Ils savent que l'option devant laquelle ils se trouvent, aujourd'hui, est simple et qu'elle s'inscrit dans un contexte irréductible: soit bouder les urnes, soit au contraire s'impliquer dans un processus susceptible de faire évoluer leur pays. De ces deux attitudes contradictoires, celle qui est agissante et utile est naturellement la seconde parce que le choix de se rendre aux urnes consiste non seulement à exercer un droit et à accomplir un devoir, mais aussi à raffermir la légitimité des résultats du scrutin et, par ricochet, à consolider un jeune État qui a été à chacune des six décennies qu'il a traversées depuis sa naissance en 1962 fortement ébranlé par des crises plus ou moins sévères. Certes, en Algérie le vote n'est pas une obligation juridique contraignante, contrairement à quelques autres pays, mais c'est à coup sûr un engagement moral dicté par une aspiration séculaire des Algériens qui en ont été trop longtemps privés.
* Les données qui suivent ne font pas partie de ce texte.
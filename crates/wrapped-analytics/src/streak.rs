//! Consecutive-day activity streaks.

use std::collections::BTreeSet;

use chrono::NaiveDate;

/// Longest run of consecutive calendar days in `days`.
///
/// One distinct day is a streak of 1; no days is 0.
pub fn longest_streak(days: &BTreeSet<NaiveDate>) -> usize {
    let mut longest = 0;
    let mut current = 0;
    let mut previous: Option<NaiveDate> = None;

    for &day in days {
        current = match previous.and_then(|p| p.succ_opt()) {
            Some(next) if next == day => current + 1,
            _ => 1,
        };
        longest = longest.max(current);
        previous = Some(day);
    }

    longest
}
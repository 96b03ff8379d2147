//! End-to-end test infrastructure for ai-wrapped.
//!
//! Builds export documents in both platform layouts and runs them through
//! the full parse-to-story pipeline.

use std::path::PathBuf;
use std::sync::Arc;

use chrono::{DateTime, TimeZone, Utc};
use serde_json::{json, Value};

use wrapped_story::{MockGenerator, WrappedPipeline};

/// Shared harness for E2E tests.
///
/// Keeps a temp directory alive so tests can exercise the file-reading
/// path the CLI takes.
pub struct TestHarness {
    /// Keeps temp dir alive for the lifetime of the harness
    pub _temp_dir: tempfile::TempDir,
    /// Seeded pipeline with the offline mock generator
    pub pipeline: WrappedPipeline,
}

impl TestHarness {
    /// Harness with a seeded pipeline bucketing in UTC.
    pub fn new() -> Self {
        Self::with_seed(42)
    }

    /// Harness with a specific seed.
    pub fn with_seed(seed: u64) -> Self {
        let temp_dir = tempfile::TempDir::new().expect("Failed to create temp dir");
        let pipeline = WrappedPipeline::new(Arc::new(MockGenerator::new())).with_seed(seed);
        Self {
            _temp_dir: temp_dir,
            pipeline,
        }
    }

    /// Write an export document into the temp dir and return its path.
    pub fn write_export(&self, name: &str, doc: &Value) -> PathBuf {
        let path = self._temp_dir.path().join(name);
        std::fs::write(&path, doc.to_string()).expect("Failed to write export");
        path
    }
}

impl Default for TestHarness {
    fn default() -> Self {
        Self::new()
    }
}

/// UTC timestamp helper.
pub fn at(year: i32, month: u32, day: u32, hour: u32, minute: u32) -> DateTime<Utc> {
    Utc.with_ymd_and_hms(year, month, day, hour, minute, 0)
        .single()
        .expect("valid test timestamp")
}

/// One turn of a fixture conversation.
#[derive(Debug, Clone)]
pub struct Turn {
    pub user: bool,
    pub text: String,
    pub at: DateTime<Utc>,
}

impl Turn {
    pub fn user(text: impl Into<String>, at: DateTime<Utc>) -> Self {
        Self {
            user: true,
            text: text.into(),
            at,
        }
    }

    pub fn assistant(text: impl Into<String>, at: DateTime<Utc>) -> Self {
        Self {
            user: false,
            text: text.into(),
            at,
        }
    }
}

/// Tree-structured (ChatGPT) conversation record.
pub fn chatgpt_conversation(id: &str, title: &str, turns: &[Turn]) -> Value {
    let mut mapping = serde_json::Map::new();
    mapping.insert("root".to_string(), json!({ "message": null }));
    for (i, turn) in turns.iter().enumerate() {
        mapping.insert(
            format!("node-{i}"),
            json!({
                "message": {
                    "author": { "role": if turn.user { "user" } else { "assistant" } },
                    "content": { "content_type": "text", "parts": [turn.text] },
                    "create_time": turn.at.timestamp() as f64,
                }
            }),
        );
    }
    let create_time = turns
        .first()
        .map(|t| t.at.timestamp() as f64)
        .unwrap_or_default();
    json!({
        "id": id,
        "title": title,
        "create_time": create_time,
        "mapping": mapping,
    })
}

/// Flat-history (Claude) conversation record.
pub fn claude_conversation(uuid: &str, name: &str, turns: &[Turn]) -> Value {
    let messages: Vec<Value> = turns
        .iter()
        .map(|turn| {
            json!({
                "sender": if turn.user { "human" } else { "assistant" },
                "text": turn.text,
                "created_at": turn.at.to_rfc3339(),
            })
        })
        .collect();
    let created_at = turns.first().map(|t| t.at.to_rfc3339());
    json!({
        "uuid": uuid,
        "name": name,
        "created_at": created_at,
        "chat_messages": messages,
    })
}

/// Alternating user/assistant turns, one pair per entry in `days`.
///
/// Each pair is stamped at `hour` on that day (UTC).
pub fn alternating_turns(days: &[(i32, u32, u32)], hour: u32, user_text: &str) -> Vec<Turn> {
    days.iter()
        .enumerate()
        .flat_map(|(i, &(y, m, d))| {
            let minute = (i % 30) as u32;
            [
                Turn::user(format!("{user_text} {i}"), at(y, m, d, hour, minute)),
                Turn::assistant("Sure, here you go.", at(y, m, d, hour, minute + 1)),
            ]
        })
        .collect()
}
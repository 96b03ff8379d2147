//! Command implementations.

use std::fmt::Write as _;
use std::path::Path;

use anyhow::{Context, Result};
use tracing::{debug, info};

use wrapped_analytics::all_personas;
use wrapped_story::{decode_share_token, Step, WrappedPipeline, WrappedReport};
use wrapped_types::{ErrorCategory, Settings, WrappedError};

use crate::cli::OutputFormat;

/// Initialize logging on stderr so stdout stays clean for reports.
///
/// `RUST_LOG` wins over the configured level.
pub fn init_logging(level: &str) -> Result<()> {
    let subscriber = tracing_subscriber::fmt()
        .with_env_filter(
            tracing_subscriber::EnvFilter::try_from_default_env()
                .unwrap_or_else(|_| tracing_subscriber::EnvFilter::new(level)),
        )
        .with_writer(std::io::stderr)
        .finish();
    tracing::subscriber::set_global_default(subscriber)
        .context("Failed to set tracing subscriber")?;
    Ok(())
}

/// Load settings and apply CLI overrides, then start logging.
fn load_settings(config_path: Option<&str>, log_level_override: Option<&str>) -> Result<Settings> {
    let mut settings = Settings::load(config_path).context("Failed to load configuration")?;
    if let Some(log_level) = log_level_override {
        settings.log_level = log_level.to_string();
    }
    init_logging(&settings.log_level)?;
    debug!(
        utc_offset_minutes = ?settings.utc_offset_minutes,
        provider = %settings.generator.provider,
        "Configuration loaded"
    );
    Ok(settings)
}

/// Analyze an export file.
pub async fn analyze(
    config_path: Option<&str>,
    log_level_override: Option<&str>,
    file: &Path,
    platform: &str,
    offline: bool,
    seed: Option<u64>,
    format: OutputFormat,
) -> Result<()> {
    let mut settings = load_settings(config_path, log_level_override)?;
    if seed.is_some() {
        settings.seed = seed;
    }

    let raw = std::fs::read_to_string(file)
        .with_context(|| format!("Failed to read export file {}", file.display()))?;
    info!(file = %file.display(), bytes = raw.len(), "Read export");

    let pipeline = WrappedPipeline::from_settings(&settings, offline)?;
    let report = pipeline.run(&raw, platform).await?;

    let output = match format {
        OutputFormat::Json => serde_json::to_string_pretty(&report)?,
        OutputFormat::Text => render_text(&report),
    };
    println!("{output}");
    Ok(())
}

/// Decode a share token.
pub fn decode(
    config_path: Option<&str>,
    log_level_override: Option<&str>,
    token: &str,
) -> Result<()> {
    load_settings(config_path, log_level_override)?;
    let analytics = decode_share_token(token)?;
    println!("{}", serde_json::to_string_pretty(&analytics)?);
    Ok(())
}

/// List the persona catalog.
pub fn personas(config_path: Option<&str>, log_level_override: Option<&str>) -> Result<()> {
    load_settings(config_path, log_level_override)?;
    print!("{}", render_personas());
    Ok(())
}

fn render_personas() -> String {
    let mut out = String::new();
    for persona in all_personas() {
        let _ = writeln!(
            out,
            "{:>3}  {} {:<22} {}",
            persona.rarity, persona.icon, persona.title, persona.description
        );
    }
    out
}

/// Plain-text rendering of a report.
pub fn render_text(report: &WrappedReport) -> String {
    let mut out = String::new();

    for (i, step) in report.story.iter().enumerate() {
        let _ = writeln!(out, "── {}. {} ──", i + 1, step.title());
        match step {
            Step::Stat {
                value, description, ..
            } => {
                let _ = writeln!(out, "{value}");
                let _ = writeln!(out, "{description}");
            }
            Step::Chart {
                data, description, ..
            } => {
                let max = data.iter().map(|p| p.count).max().unwrap_or(0).max(1);
                for point in data {
                    let width = point.count * 30 / max;
                    let _ = writeln!(
                        out,
                        "{:>9} {} {}",
                        point.label,
                        "█".repeat(width),
                        point.count
                    );
                }
                let _ = writeln!(out, "{description}");
            }
            Step::Trivia { question, .. } => {
                let _ = writeln!(out, "{}", question.question);
                for (n, option) in question.options.iter().enumerate() {
                    let letter = char::from(b'A' + n as u8);
                    let _ = writeln!(out, "  {letter}) {option}");
                }
                if let Some(answer) = question.correct_answer() {
                    let _ = writeln!(out, "  (answer: {answer})");
                }
            }
            Step::Persona {
                persona_title,
                description,
                ..
            } => {
                let _ = writeln!(out, "{persona_title}");
                let _ = writeln!(out, "{description}");
            }
        }
        out.push('\n');
    }

    let _ = writeln!(out, "Share token: {}", report.share_token);
    out
}

/// User-facing headline for a failed run.
pub fn error_headline(err: &anyhow::Error) -> &'static str {
    match err.downcast_ref::<WrappedError>().map(WrappedError::category) {
        Some(ErrorCategory::WrongInput) => {
            "This file doesn't look like the export you selected. Check the platform and the file."
        }
        Some(ErrorCategory::NoData) => "There was nothing to analyze in this export.",
        Some(ErrorCategory::Internal) | None => "Oops! Something went wrong.",
    }
}
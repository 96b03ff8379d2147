//! # wrapped-types
//!
//! Shared domain types for ai-wrapped.
//!
//! This crate defines the data contracts every other crate operates on:
//! - Canonical model: [`Conversation`] and [`Message`], independent of the
//!   export format they were decoded from
//! - [`AnalyticsResult`]: the immutable aggregate produced once per run
//! - [`WrappedError`]: the error taxonomy surfaced to callers
//! - [`Settings`]: layered configuration
//!
//! ## Usage
//!
//! ```rust
//! use wrapped_types::{Author, Message};
//! use chrono::Utc;
//!
//! let msg = Message::new(Author::User, "hello there", Utc::now());
//! assert!(msg.is_user());
//! ```

pub mod analytics;
pub mod config;
pub mod error;
pub mod message;
pub mod platform;

pub use analytics::{AnalyticsResult, DayCount, HourCount, MonthCount, Persona, WordCount};
pub use config::{GeneratorSettings, Settings};
pub use error::{ErrorCategory, WrappedError};
pub use message::{Author, Conversation, Message};
pub use platform::Platform;
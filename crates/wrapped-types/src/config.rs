//! Configuration loading for ai-wrapped.
//!
//! Layered config: defaults -> config file -> env vars -> CLI flags.
//! The default config file lives at `~/.config/ai-wrapped/config.toml`.

use config::{Config, Environment, File};
use directories::ProjectDirs;
use serde::{Deserialize, Serialize};
use std::path::PathBuf;

use crate::error::WrappedError;

/// Largest UTC offset any real timezone uses (UTC+14).
const MAX_UTC_OFFSET_MINUTES: i32 = 14 * 60;

/// Settings for the external text-generation service.
#[derive(Debug, Clone, Serialize, Deserialize)]
pub struct GeneratorSettings {
    /// Provider name ("groq", "openai", "anthropic", "mock", "none")
    #[serde(default = "default_generator_provider")]
    pub provider: String,

    /// Model name
    #[serde(default = "default_generator_model")]
    pub model: String,

    /// API key (usually supplied through the environment)
    #[serde(default)]
    pub api_key: Option<String>,

    /// API base URL override
    #[serde(default)]
    pub api_base_url: Option<String>,

    /// Per-call timeout in seconds; expiry falls back to static text
    #[serde(default = "default_generator_timeout_secs")]
    pub timeout_secs: u64,

    /// Sampling temperature
    #[serde(default = "default_temperature")]
    pub temperature: f32,

    /// Completion length cap
    #[serde(default = "default_max_tokens")]
    pub max_tokens: u32,
}

fn default_generator_provider() -> String {
    "groq".to_string()
}

fn default_generator_model() -> String {
    "mixtral-8x7b-32768".to_string()
}

fn default_generator_timeout_secs() -> u64 {
    20
}

fn default_temperature() -> f32 {
    0.7
}

fn default_max_tokens() -> u32 {
    500
}

impl Default for GeneratorSettings {
    fn default() -> Self {
        Self {
            provider: default_generator_provider(),
            model: default_generator_model(),
            api_key: None,
            api_base_url: None,
            timeout_secs: default_generator_timeout_secs(),
            temperature: default_temperature(),
            max_tokens: default_max_tokens(),
        }
    }
}

impl GeneratorSettings {
    /// API key from settings, falling back to the provider's usual env var.
    pub fn resolved_api_key(&self) -> Option<String> {
        if let Some(key) = self.api_key.as_ref().filter(|k| !k.trim().is_empty()) {
            return Some(key.clone());
        }
        let var = match self.provider.as_str() {
            "groq" => "GROQ_API_KEY",
            "openai" => "OPENAI_API_KEY",
            "anthropic" => "ANTHROPIC_API_KEY",
            _ => return None,
        };
        std::env::var(var).ok().filter(|k| !k.trim().is_empty())
    }
}

/// Main application settings
#[derive(Debug, Clone, Serialize, Deserialize)]
pub struct Settings {
    /// Log level (trace, debug, info, warn, error)
    #[serde(default = "default_log_level")]
    pub log_level: String,

    /// Offset applied to timestamps before calendar bucketing.
    /// `None` uses the machine's time zone, resolved per message.
    #[serde(default)]
    pub utc_offset_minutes: Option<i32>,

    /// Maximum number of user messages sent for topic summarization
    #[serde(default = "default_topic_sample_size")]
    pub topic_sample_size: usize,

    /// Seed for persona fallback, trivia and sampling
    #[serde(default)]
    pub seed: Option<u64>,

    /// Text-generation settings
    #[serde(default)]
    pub generator: GeneratorSettings,
}

fn default_log_level() -> String {
    "info".to_string()
}

fn default_topic_sample_size() -> usize {
    50
}

impl Default for Settings {
    fn default() -> Self {
        Self {
            log_level: default_log_level(),
            utc_offset_minutes: None,
            topic_sample_size: default_topic_sample_size(),
            seed: None,
            generator: GeneratorSettings::default(),
        }
    }
}

impl Settings {
    /// Load settings with layered precedence:
    /// 1. Built-in defaults
    /// 2. Config file (~/.config/ai-wrapped/config.toml)
    /// 3. CLI-specified config file (optional)
    /// 4. Environment variables (WRAPPED_*, nested with `__`)
    ///
    /// CLI flags should be applied by the caller after this returns.
    pub fn load(cli_config_path: Option<&str>) -> Result<Self, WrappedError> {
        let config_dir = ProjectDirs::from("", "", "ai-wrapped")
            .map(|p| p.config_dir().to_path_buf())
            .unwrap_or_else(|| PathBuf::from("."));

        let default_config_path = config_dir.join("config");

        let mut builder = Config::builder()
            .set_default("log_level", default_log_level())
            .map_err(|e| WrappedError::config(e.to_string()))?
            .set_default("topic_sample_size", default_topic_sample_size() as i64)
            .map_err(|e| WrappedError::config(e.to_string()))?
            .set_default("generator.provider", default_generator_provider())
            .map_err(|e| WrappedError::config(e.to_string()))?
            .set_default("generator.model", default_generator_model())
            .map_err(|e| WrappedError::config(e.to_string()))?
            .set_default(
                "generator.timeout_secs",
                default_generator_timeout_secs() as i64,
            )
            .map_err(|e| WrappedError::config(e.to_string()))?
            .add_source(File::with_name(&default_config_path.to_string_lossy()).required(false));

        if let Some(path) = cli_config_path {
            builder = builder.add_source(File::with_name(path).required(true));
        }

        // Format: WRAPPED_LOG_LEVEL, WRAPPED_GENERATOR__PROVIDER, WRAPPED_SEED, etc.
        builder = builder.add_source(
            Environment::with_prefix("WRAPPED")
                .prefix_separator("_")
                .separator("__")
                .try_parsing(true),
        );

        let config = builder
            .build()
            .map_err(|e| WrappedError::config(e.to_string()))?;

        let settings: Settings = config
            .try_deserialize()
            .map_err(|e| WrappedError::config(e.to_string()))?;

        settings.validate().map_err(WrappedError::Configuration)?;
        Ok(settings)
    }

    /// Validate configuration values.
    pub fn validate(&self) -> Result<(), String> {
        if let Some(offset) = self.utc_offset_minutes {
            if offset.abs() > MAX_UTC_OFFSET_MINUTES {
                return Err(format!(
                    "utc_offset_minutes must be within +/-{MAX_UTC_OFFSET_MINUTES}, got {offset}"
                ));
            }
        }
        if self.topic_sample_size == 0 {
            return Err("topic_sample_size must be > 0".to_string());
        }
        if self.generator.timeout_secs == 0 {
            return Err("generator.timeout_secs must be > 0".to_string());
        }
        Ok(())
    }
}
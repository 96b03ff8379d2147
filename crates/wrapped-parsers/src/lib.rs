//! # wrapped-parsers
//!
//! Format-tolerant decoders for exported AI-chat histories.
//!
//! ## Core Components
//!
//! - [`ExportParser`]: Trait every platform decoder implements
//! - [`ChatGptParser`]: Tree-structured `conversations.json` exports
//! - [`ClaudeParser`]: Flat-history exports
//! - [`parse_export`]: Resolve a platform selector and decode in one call
//!
//! ## Usage
//!
//! ```rust
//! use wrapped_parsers::parse_export;
//!
//! let raw = r#"[{"uuid": "c1", "name": "Hi", "created_at": "2024-03-05T10:00:00Z",
//!               "chat_messages": [{"sender": "human", "text": "hello"}]}]"#;
//! let conversations = parse_export(raw, "Claude").unwrap();
//! assert_eq!(conversations[0].messages.len(), 1);
//! ```

pub mod chatgpt;
pub mod claude;
pub mod content;
pub mod parser;
pub mod timestamp;

pub use chatgpt::ChatGptParser;
pub use claude::ClaudeParser;
pub use parser::{parse_export, parser_for, ExportParser};
//! Word frequency over user messages.

use std::collections::HashMap;
use std::sync::LazyLock;

use regex::Regex;

use wrapped_types::{Message, WordCount};

use crate::stopwords::is_stop_word;

/// Length of the top-word list.
pub const TOP_WORD_LIMIT: usize = 50;

static TOKEN_PATTERN: LazyLock<Regex> =
    LazyLock::new(|| Regex::new(r"\b\w{3,}\b").expect("token pattern is valid"));

/// Word counts for a set of messages.
#[derive(Debug, Clone, Default, PartialEq, Eq)]
pub struct WordStats {
    /// Most frequent words, descending by count; ties keep first-seen order
    pub top: Vec<WordCount>,
    /// Number of distinct counted words
    pub vocabulary_size: usize,
}

/// Lower-cased tokens of 3+ word characters that are neither stop-words
/// nor purely numeric.
pub fn tokens(text: &str) -> impl Iterator<Item = String> + '_ {
    TOKEN_PATTERN
        .find_iter(text)
        .map(|m| m.as_str().to_lowercase())
        .filter(|word| !is_stop_word(word) && !word.chars().all(|c| c.is_numeric()))
}

/// Count words across `messages`, keeping the `limit` most frequent.
pub fn word_frequency<'a>(
    messages: impl IntoIterator<Item = &'a Message>,
    limit: usize,
) -> WordStats {
    let mut index: HashMap<String, usize> = HashMap::new();
    let mut counts: Vec<WordCount> = Vec::new();

    for message in messages {
        for word in tokens(&message.content) {
            match index.get(&word) {
                Some(&slot) => counts[slot].value += 1,
                None => {
                    index.insert(word.clone(), counts.len());
                    counts.push(WordCount {
                        text: word,
                        value: 1,
                    });
                }
            }
        }
    }

    let vocabulary_size = counts.len();
    // Stable sort keeps first-seen order among equal counts.
    counts.sort_by(|a, b| b.value.cmp(&a.value));
    counts.truncate(limit);

    WordStats {
        top: counts,
        vocabulary_size,
    }
}

#[cfg(test)]
mod tests {
    use super::*;
    use chrono::Utc;
    use pretty_assertions::assert_eq;
    use wrapped_types::Author;

    fn user(text: &str) -> Message {
        Message::new(Author::User, text, Utc::now())
    }

    #[test]
    fn test_tokens_filter_short_stop_and_numeric() {
        let words: Vec<String> =
            tokens("How do I run the Rust compiler in 2024? It's OK, go 42x").collect();
        assert_eq!(words, vec!["run", "rust", "compiler", "42x"]);
    }

    #[test]
    fn test_counts_sorted_descending() {
        let messages = vec![
            user("python python rust"),
            user("Rust rust cooking"),
            user("python"),
        ];
        let stats = word_frequency(&messages, TOP_WORD_LIMIT);
        assert_eq!(
            stats.top,
            vec![
                WordCount { text: "python".into(), value: 3 },
                WordCount { text: "rust".into(), value: 3 },
                WordCount { text: "cooking".into(), value: 1 },
            ]
        );
        assert_eq!(stats.vocabulary_size, 3);
    }

    #[test]
    fn test_limit_applies_after_sorting() {
        let text: String = (0..60).map(|i| format!("word{i} ")).collect();
        let messages = vec![user(&text), user("word59 word59")];
        let stats = word_frequency(&messages, TOP_WORD_LIMIT);
        assert_eq!(stats.top.len(), 50);
        assert_eq!(stats.top[0].text, "word59");
        assert_eq!(stats.top[0].value, 3);
        assert_eq!(stats.vocabulary_size, 60);
        assert!(stats.top.windows(2).all(|w| w[0].value >= w[1].value));
    }

    #[test]
    fn test_empty_input() {
        let stats = word_frequency(std::iter::empty(), TOP_WORD_LIMIT);
        assert!(stats.top.is_empty());
        assert_eq!(stats.vocabulary_size, 0);
    }
}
Il s'inscrit donc dans la logique d'une histoire qui les a associés au sein d'un seul et même projet émancipateur à la faveur duquel ils sont devenus à partir de 1962 des citoyens à part entière. Autant dire que dans notre pays, le vote est chargé d'une sorte de vertu intrinsèque qui incite à ne pas s'en détourner. Nonobstant l'évènement circonstancié du 7 septembre, une forte participation représenterait assurément un acte symbolique d'obligation envers les précurseurs du suffrage universel en Algérie.
Ce serait aussi une attitude confortant l'État dans son intention de tracer le chemin d'un avenir stimulant, partagé par chacun à l'échelle individuelle, ainsi qu'une posture offrant au monde l'image d'une Algérie qui s'emploie à retrouver sa vitalité coutumière après les déconvenues qu'elle a traversées. Quant à l'option de l'abstention électorale, elle est vaine parce qu'elle s'apparente à un positionnement subversif d'une stérilité avérée, étant donné qu'elle ne résout aucun des nombreux problèmes auxquels le pays fait face. L'abstention n'est certes pas un phénomène spécifique de l'Algérie, mais elle ne sied pas à ce pays qui a combattu durant des décennies l'ordre colonial qui avait fait de ses habitants des citoyens de seconde zone.
D'où l'intérêt, en ces ultimes jours de campagne, d'évoquer la portée symbolique, historique et politique du vote, tout en faisant état du double but de cette campagne:
1-expliquer les enjeux multiples du scrutin;
2-persuader les électeurs de l'utilité de se prononcer pour le plus expérimenté des candidats.
Pourquoi précisément le choix de l'expérience? Parce qu'il est dicté par un contexte où la cohésion morale de la société et son développement sont mis à rude épreuve, malgré le fait que les chocs des crises antérieures et celle de 2019 sont absorbés.
De plus, l'étape qui s'ouvre le 7 septembre 2024 est celle où les gouvernants seront à coup sûr attendus sur leur savoir-faire et leur sens de l'État, ainsi que sur leur capacité à accélérer le rythme pour passer des intentions généreuses aux actes concrets, tout en fédérant les volontés et les intelligences sur un nouveau chemin de confiance.